Drakelow sighting reported by Tom Cockburn

A wigeon and five mandarins were eventually on view in the North Pool.

DRAKELOW NATURE RESERVE: Monday 6th July 0915 – 1500. This was another very hot day with a temperature of 24C being registered by 1300hrs. An extensive grass fire on the banks of the River Trent (opposite our entry route) on the 4th was an example of what can happen when vegetation is dried out. One wonders if a fire engine would get along our drive should this happen on the Derbyshire side of the river. BIRDS: Two Oystercatchers were in the ash of the Tertiary Lagoon with leg and bill colour obliterated as they hunted for prey. Five Green Sandpipers were in the postage stamp sized puddle that is the remains of this lagoon. All five were later seen on the Strip. The three young Little Egrets were, once again, in and out of the Main Lagoon but spent some considerable time on the Strip preening. There was no sign of the Garganey but a Wigeon and five Mandarins were eventually on view in the North Pool. Quite often it can pay to sit and wait. There was a Raven logged for the 4th and a Hobby on the 5th.
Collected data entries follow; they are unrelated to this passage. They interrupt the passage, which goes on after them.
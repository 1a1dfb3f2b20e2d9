use crate::domain::{AppError, TunnelRequest};

/// Port onto the external Sauce Connect tunnel manager.
///
/// Process supervision, port readiness, and reconnection all live behind
/// this interface; this crate only issues open and close requests.
pub trait TunnelManager {
    /// Open (or reuse) a tunnel for the given credentials and options.
    fn open_connection(&self, request: &TunnelRequest) -> Result<(), AppError>;

    /// Close all tunnels opened for the given username. Closing when none
    /// is open is a no-op.
    fn close_tunnels_for_plan(&self, username: &str) -> Result<(), AppError>;
}

/// Tunnel manager that fulfills every request without side effects.
///
/// Used where tunnel management is out of scope, such as the preview CLI.
#[derive(Debug, Clone, Copy, Default)]
pub struct NoopTunnelManager;

impl TunnelManager for NoopTunnelManager {
    fn open_connection(&self, _request: &TunnelRequest) -> Result<(), AppError> {
        Ok(())
    }

    fn close_tunnels_for_plan(&self, _username: &str) -> Result<(), AppError> {
        Ok(())
    }
}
PLANTS: Two visitors attempting to get to the Scott’s Lagoon hide were hampered by vegetation, mainly Bramble, overgrowing the path. Whilst checking this I noted Water-pepper, Orange Balsam and Redshank all growing by the side of the path. Another plant, Water Mint, is growing in profusion, amongst the Purple Loosestrife, along the Strip. One common plant, at Drakelow, the Yellow-wort, is difficult to find this year. A search for it showed that most of the plants were, in fact, shrivelled up due to the onslaught of heat. Let’s hope the plant recovers as it is described as a very rare plant in the southern half of the county. Many other plants are clearly suffering the same fate. ADVICE: A red cone is placed on a path to indicate that there is a problem that awaits the attention of the Trust and it is inadvisable to go beyond the cone or to remove it. With thanks to KS and JCM.